To quote Parler's lawyer in his supplementary document after the hearing:
"AWS also appears to claim that it can rely on Clause 6.1(b), which authorizes temporary suspension if Parler, “or any End User is, in breach of this Agreement,” to invoke Clause 7.2(b)(ii) to allow immediate termination. But this also runs into the Surplusage Canon and the requirement that the contract be “most strongly” construed against AWS. That’s because, under that reading, if one End User did anything deemed to breach AWS’s User Guidelines, AWS could immediately terminate Parler’s account. That would turn the contract into an at-will contract, and it would render completely superfluous the contractual protections inhering in both a 30-days’ notice provision and a threshold for material breach. After all, if AWS can immediately terminate Parler’s account for a breach by a single end user, then Clause 7.2(b)(ii), which demands 30 days’ notice for a material breach, serves no purpose.

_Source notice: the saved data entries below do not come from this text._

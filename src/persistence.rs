// ==========================================
// 农场种植规划系统 - 持久化层
// ==========================================
// 职责: 网格 CSV 与计划 JSON 的存取
// 格式: 网格用纯矩阵 CSV (可直接用表格软件打开),
//       计划用结构化 JSON
// ==========================================

use crate::domain::grid::FarmGrid;
use crate::domain::plan::PlanResult;
use std::fs;
use std::path::Path;
use thiserror::Error;
use tracing::info;

/// 持久化层错误类型
#[derive(Error, Debug)]
pub enum PersistenceError {
    #[error("文件不存在: {0}")]
    FileNotFound(String),

    #[error("文件读写失败: {0}")]
    Io(#[from] std::io::Error),

    #[error("CSV 解析失败: {0}")]
    Csv(#[from] csv::Error),

    #[error("单元值解析失败 (行 {row}, 列 {col}): {value}")]
    CellParse {
        row: usize,
        col: usize,
        value: String,
    },

    #[error("JSON 序列化失败: {0}")]
    Json(#[from] serde_json::Error),
}

// ==========================================
// 网格持久化 (CSV)
// ==========================================

/// 把网格写为 CSV 文件, 每行一排单元
pub fn save_grid_csv(grid: &FarmGrid, path: &Path) -> Result<(), PersistenceError> {
    if let Some(parent) = path.parent() {
        if !parent.as_os_str().is_empty() {
            fs::create_dir_all(parent)?;
        }
    }
    let mut writer = csv::WriterBuilder::new()
        .has_headers(false)
        .from_path(path)?;
    for row in grid.cells() {
        let record: Vec<String> = row.iter().map(|v| v.to_string()).collect();
        writer.write_record(&record)?;
    }
    writer.flush()?;
    info!(path = %path.display(), "网格已保存");
    Ok(())
}

/// 从 save_grid_csv 产出的 CSV 文件读回网格
pub fn load_grid_csv(path: &Path) -> Result<FarmGrid, PersistenceError> {
    if !path.exists() {
        return Err(PersistenceError::FileNotFound(path.display().to_string()));
    }
    let mut reader = csv::ReaderBuilder::new()
        .has_headers(false)
        .from_path(path)?;

    let mut matrix: Vec<Vec<u8>> = Vec::new();
    for (r, record) in reader.records().enumerate() {
        let record = record?;
        let mut row = Vec::with_capacity(record.len());
        for (c, field) in record.iter().enumerate() {
            let value = field.trim().parse::<u8>().map_err(|_| {
                PersistenceError::CellParse {
                    row: r,
                    col: c,
                    value: field.to_string(),
                }
            })?;
            row.push(value);
        }
        matrix.push(row);
    }
    Ok(FarmGrid::from_matrix(&matrix))
}

// ==========================================
// 计划持久化 (JSON)
// ==========================================

/// 把年度计划写为 JSON 文件
pub fn save_plan_json(plan: &PlanResult, path: &Path) -> Result<(), PersistenceError> {
    if let Some(parent) = path.parent() {
        if !parent.as_os_str().is_empty() {
            fs::create_dir_all(parent)?;
        }
    }
    let json = serde_json::to_string_pretty(plan)?;
    fs::write(path, json)?;
    info!(path = %path.display(), year = plan.year, "计划已保存");
    Ok(())
}

/// 从 JSON 文件读回年度计划
pub fn load_plan_json(path: &Path) -> Result<PlanResult, PersistenceError> {
    if !path.exists() {
        return Err(PersistenceError::FileNotFound(path.display().to_string()));
    }
    let json = fs::read_to_string(path)?;
    Ok(serde_json::from_str(&json)?)
}
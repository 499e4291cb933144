// ==========================================
// 农场种植规划系统 - 规划结果实体
// ==========================================
// 职责: 定义规划产出的不可变结果结构
// 红线: PlanResult 返回后不再被修改
// ==========================================

use crate::domain::timeline::PlotEntry;
use crate::domain::types::{PlantingMethod, PlotId};
use chrono::NaiveDate;
use serde::{Deserialize, Serialize};
use std::collections::BTreeMap;

// ==========================================
// Placement - 已分配的种植位
// ==========================================
#[derive(Debug, Clone, PartialEq, Eq, Serialize, Deserialize)]
pub struct Placement {
    pub plant: String,
    pub plot_id: PlotId,
    pub start: NaiveDate,
    pub end: NaiveDate,
    pub method: PlantingMethod,
    /// 分配时刻对相邻在地植物的相容性得分
    pub score: i32,
}

// ==========================================
// AdjacencyEvent - 相邻互作事件
// ==========================================
// 记录两块相邻地块上同时在地的一对植物
#[derive(Debug, Clone, PartialEq, Eq, Serialize, Deserialize)]
pub struct AdjacencyEvent {
    pub plot_a: PlotId,
    pub plot_b: PlotId,
    pub plant_a: String,
    pub plant_b: String,
    pub overlap_start: NaiveDate,
    pub overlap_end: NaiveDate,
    pub compatibility: i32,
}

// ==========================================
// PlanResult - 年度规划结果
// ==========================================
#[derive(Debug, Clone, PartialEq, Eq, Serialize, Deserialize)]
pub struct PlanResult {
    pub year: i32,
    /// 用户选定的植物 (排名顺序, 越靠前优先级越高)
    pub selected_plants: Vec<String>,
    /// 地块编号 -> 有序占用条目
    pub timeline: BTreeMap<PlotId, Vec<PlotEntry>>,
    pub assigned: Vec<Placement>,
    pub unassigned_plants: Vec<String>,
    pub adjacency_events: Vec<AdjacencyEvent>,
    /// 全年相邻相容性总分 (每对互作只计一次)
    pub score: i32,
}
// ==========================================
// 农场种植规划系统 - 占用时间线
// ==========================================
// 职责: 记录每块地块全年的种植占用区间
// 红线: 同一地块的条目在 [start,end) 上永不重叠,
//       相邻两次占用之间保持整地缓冲天数
// ==========================================

use crate::domain::grid::PlotLayout;
use crate::domain::types::{PlantingMethod, PlotId};
use chrono::{Duration, NaiveDate};
use serde::{Deserialize, Serialize};
use std::collections::{BTreeMap, BTreeSet};

/// 同一地块相邻两茬之间的最小间隔天数 (清园/翻整)
pub const DEFAULT_BUFFER_DAYS: i64 = 7;

// ==========================================
// PlotEntry - 地块占用条目
// ==========================================
// end 为排他端点: 占用区间是 [start, end)
#[derive(Debug, Clone, PartialEq, Eq, Serialize, Deserialize)]
pub struct PlotEntry {
    pub plant: String,
    pub start: NaiveDate,
    pub end: NaiveDate,
    pub method: PlantingMethod,
}

impl PlotEntry {
    /// 是否与 [start, end) 相交
    pub fn overlaps(&self, start: NaiveDate, end: NaiveDate) -> bool {
        self.start < end && self.end > start
    }
}

// ==========================================
// PlotTimeline - 单地块时间线
// ==========================================
#[derive(Debug, Clone)]
pub struct PlotTimeline {
    plot_id: PlotId,
    buffer_days: i64,
    entries: Vec<PlotEntry>,
}

impl PlotTimeline {
    pub fn new(plot_id: PlotId) -> Self {
        Self::with_buffer(plot_id, DEFAULT_BUFFER_DAYS)
    }

    pub fn with_buffer(plot_id: PlotId, buffer_days: i64) -> Self {
        Self {
            plot_id,
            buffer_days,
            entries: Vec::new(),
        }
    }

    pub fn plot_id(&self) -> PlotId {
        self.plot_id
    }

    pub fn buffer_days(&self) -> i64 {
        self.buffer_days
    }

    /// 按开始日期升序的占用条目
    pub fn entries(&self) -> &[PlotEntry] {
        &self.entries
    }

    /// 记录一次种植, 插入后按开始日期重新排序
    ///
    /// 本方法不做重叠校验, 调用方必须先用 `is_free_during` 确认空闲
    pub fn add(&mut self, plant: &str, start: NaiveDate, end: NaiveDate, method: PlantingMethod) {
        self.entries.push(PlotEntry {
            plant: plant.to_string(),
            start,
            end,
            method,
        });
        self.entries.sort_by_key(|e| e.start);
    }

    /// 自 target 起地块首次空闲的日期 (含缓冲天数)
    ///
    /// 单趟升序扫描, 仅在条目不重叠且升序时收敛;
    /// 该前提由插入前的空闲校验保证
    pub fn earliest_free_after(&self, target: NaiveDate) -> NaiveDate {
        let buffer = Duration::days(self.buffer_days);
        let mut result = target;
        for e in &self.entries {
            let buffer_end = e.end + buffer;
            if e.start <= result && result < buffer_end {
                result = buffer_end;
            }
        }
        result
    }

    /// [start, end) 上没有任何条目相交时为 true
    pub fn is_free_during(&self, start: NaiveDate, end: NaiveDate) -> bool {
        !self.entries.iter().any(|e| e.overlaps(start, end))
    }

    /// 指定日期占用该地块的植物名, 无则为 None
    pub fn plant_at(&self, date: NaiveDate) -> Option<&str> {
        self.entries
            .iter()
            .find(|e| e.start <= date && date < e.end)
            .map(|e| e.plant.as_str())
    }

    /// 与 [start, end) 相交的全部条目
    pub fn overlapping_entries(&self, start: NaiveDate, end: NaiveDate) -> Vec<&PlotEntry> {
        self.entries.iter().filter(|e| e.overlaps(start, end)).collect()
    }
}

// ==========================================
// FarmTimeline - 全场时间线
// ==========================================
// 地块全集与相邻关系在构造时从布局快照固定,
// 单次规划期间不再变化
#[derive(Debug, Clone)]
pub struct FarmTimeline {
    timelines: BTreeMap<PlotId, PlotTimeline>,
    adjacency: BTreeMap<PlotId, BTreeSet<PlotId>>,
}

impl FarmTimeline {
    pub fn new(layout: &dyn PlotLayout) -> Self {
        Self::with_buffer(layout, DEFAULT_BUFFER_DAYS)
    }

    pub fn with_buffer(layout: &dyn PlotLayout, buffer_days: i64) -> Self {
        let plot_ids = layout.plot_ids();
        let timelines = plot_ids
            .iter()
            .map(|&pid| (pid, PlotTimeline::with_buffer(pid, buffer_days)))
            .collect();
        let adjacency = plot_ids
            .iter()
            .map(|&pid| (pid, layout.adjacent_plots(pid)))
            .collect();
        Self {
            timelines,
            adjacency,
        }
    }

    /// 按地块编号升序遍历各地块时间线
    pub fn timelines(&self) -> impl Iterator<Item = (&PlotId, &PlotTimeline)> {
        self.timelines.iter()
    }

    pub fn plot_timeline(&self, plot_id: PlotId) -> Option<&PlotTimeline> {
        self.timelines.get(&plot_id)
    }

    /// 快照中记录的相邻地块集合
    pub fn adjacent_plots(&self, plot_id: PlotId) -> Option<&BTreeSet<PlotId>> {
        self.adjacency.get(&plot_id)
    }

    /// 向指定地块记录一次种植, 未知地块编号静默忽略
    pub fn add(
        &mut self,
        plot_id: PlotId,
        plant: &str,
        start: NaiveDate,
        end: NaiveDate,
        method: PlantingMethod,
    ) {
        if let Some(tl) = self.timelines.get_mut(&plot_id) {
            tl.add(plant, start, end, method);
        }
    }

    // ==========================================
    // 查询
    // ==========================================

    /// 单日快照: 地块编号 -> 当日占用的植物名
    pub fn snapshot(&self, date: NaiveDate) -> BTreeMap<PlotId, Option<String>> {
        self.timelines
            .iter()
            .map(|(&pid, tl)| (pid, tl.plant_at(date).map(str::to_string)))
            .collect()
    }

    /// 相邻地块上与 [start, end) 时段重叠的植物名
    ///
    /// 不同相邻地块上的同名植物会重复出现, 由调用方按需去重
    pub fn adjacent_plants_during(
        &self,
        plot_id: PlotId,
        start: NaiveDate,
        end: NaiveDate,
    ) -> Vec<String> {
        let mut plants = Vec::new();
        let Some(adjacent) = self.adjacency.get(&plot_id) else {
            return plants;
        };
        for adj_id in adjacent {
            if let Some(tl) = self.timelines.get(adj_id) {
                for e in tl.overlapping_entries(start, end) {
                    plants.push(e.plant.clone());
                }
            }
        }
        plants
    }

    // ==========================================
    // 序列化
    // ==========================================

    /// 导出为 地块编号 -> 有序条目列表, 供持久化与展示
    pub fn serialize(&self) -> BTreeMap<PlotId, Vec<PlotEntry>> {
        self.timelines
            .iter()
            .map(|(&pid, tl)| (pid, tl.entries.clone()))
            .collect()
    }
}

Posted by: Eric B Rasmusen | Jan 23, 2021 8:14:49 AM

Great stuff. I am covering canons of construction with my students this week, and this is a great illustration of those canons at work.

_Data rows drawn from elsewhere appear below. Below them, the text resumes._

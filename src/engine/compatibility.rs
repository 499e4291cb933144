// ==========================================
// 农场种植规划系统 - 相容性索引
// ==========================================
// 职责: 归一化植物名并评估相邻种植的伴生/相克得分
// 数据源: 两张 植物名 -> 名单 关系表 (伴生表 + 相克表)
// 红线: 两个方向独立计分, 以容忍不对称的源数据
// ==========================================

use crate::config::CompatibilityTable;
use std::collections::HashMap;

// ==========================================
// 植物名归一化
// ==========================================
// 常见英文复数后缀以有序规则表处理, 便于审计与逐条测试,
// 使 "Tomato" 与 "Tomatoes" 这类录入差异落到同一键上

/// 单条复数后缀规则
struct SuffixRule {
    /// 匹配的词尾
    suffix: &'static str,
    /// 应用规则要求的最小长度 (含等于)
    min_len: usize,
    /// 去掉的尾部字符数
    drop: usize,
    /// 去尾后追加的字符
    append: &'static str,
    /// 命中即跳过本规则的词尾 (如 "grass"/"asparagus")
    excluded_endings: &'static [&'static str],
}

/// 按声明顺序逐条尝试, 首条命中即生效
const PLURAL_RULES: &[SuffixRule] = &[
    // strawberries -> strawberry
    SuffixRule {
        suffix: "ies",
        min_len: 5,
        drop: 3,
        append: "y",
        excluded_endings: &[],
    },
    // tomatoes -> tomato
    SuffixRule {
        suffix: "oes",
        min_len: 5,
        drop: 2,
        append: "",
        excluded_endings: &[],
    },
    // carrots -> carrot
    SuffixRule {
        suffix: "s",
        min_len: 4,
        drop: 1,
        append: "",
        excluded_endings: &["ss", "us"],
    },
];

/// 把植物名归一化为小写单数形式
pub fn normalize_plant_name(name: &str) -> String {
    let name = name.trim().to_lowercase();
    for rule in PLURAL_RULES {
        if name.len() < rule.min_len || !name.ends_with(rule.suffix) {
            continue;
        }
        if rule.excluded_endings.iter().any(|e| name.ends_with(e)) {
            continue;
        }
        let mut stem = name[..name.len() - rule.drop].to_string();
        stem.push_str(rule.append);
        return stem;
    }
    name
}

// ==========================================
// CompatibilityIndex - 相容性索引
// ==========================================
// 构造时对两张表键的并集建立 归一化名 -> 原始键 的反查映射,
// 之后只读, 可在多次规划间安全共享
#[derive(Debug, Clone)]
pub struct CompatibilityIndex {
    compatible: CompatibilityTable,
    incompatible: CompatibilityTable,
    name_map: HashMap<String, String>,
}

impl CompatibilityIndex {
    pub fn new(compatible: CompatibilityTable, incompatible: CompatibilityTable) -> Self {
        let mut name_map = HashMap::new();
        for name in compatible.keys().chain(incompatible.keys()) {
            name_map.insert(normalize_plant_name(name), name.clone());
        }
        Self {
            compatible,
            incompatible,
            name_map,
        }
    }

    /// 把任意写法的植物名解析到关系表的原始键, 未命中回退原名
    fn resolve<'a>(&'a self, name: &'a str) -> &'a str {
        self.name_map
            .get(&normalize_plant_name(name))
            .map(String::as_str)
            .unwrap_or(name)
    }

    /// 归一化成员测试
    fn contains(list: &[String], plant: &str) -> bool {
        let norm = normalize_plant_name(plant);
        list.iter().any(|p| normalize_plant_name(p) == norm)
    }

    /// 两个植物相邻种植的相容性得分
    ///
    /// 每个方向独立累计: 伴生 +1, 相克 -3; 取值范围 [-6, +2]
    /// 互为伴生 +2, 单向伴生 +1, 无记录 0,
    /// 单向相克 -3, 互为相克 -6
    pub fn check_compatibility(&self, plant_a: &str, plant_b: &str) -> i32 {
        let mut score = 0;
        let key_a = self.resolve(plant_a);
        let key_b = self.resolve(plant_b);

        if let Some(list) = self.compatible.get(key_a) {
            if Self::contains(list, plant_b) {
                score += 1;
            }
        }
        if let Some(list) = self.compatible.get(key_b) {
            if Self::contains(list, plant_a) {
                score += 1;
            }
        }
        if let Some(list) = self.incompatible.get(key_a) {
            if Self::contains(list, plant_b) {
                score -= 3;
            }
        }
        if let Some(list) = self.incompatible.get(key_b) {
            if Self::contains(list, plant_a) {
                score -= 3;
            }
        }
        score
    }

    /// 伴生名单
    pub fn compatible_with(&self, plant: &str) -> &[String] {
        self.compatible
            .get(self.resolve(plant))
            .map(Vec::as_slice)
            .unwrap_or(&[])
    }

    /// 相克名单
    pub fn incompatible_with(&self, plant: &str) -> &[String] {
        self.incompatible
            .get(self.resolve(plant))
            .map(Vec::as_slice)
            .unwrap_or(&[])
    }
}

But we also just covered the duty of good faith and fair dealing. Seems like that implied term rescues the contract from Parler's claim that AWS's promises are illusory or that the termination-for-cause provision cannot be reconciled with the termination-on-notice provision. Judge Rothstein's opinion suggests that Parler is not alleging that AWS invoked its contractual termination rights in bad faith.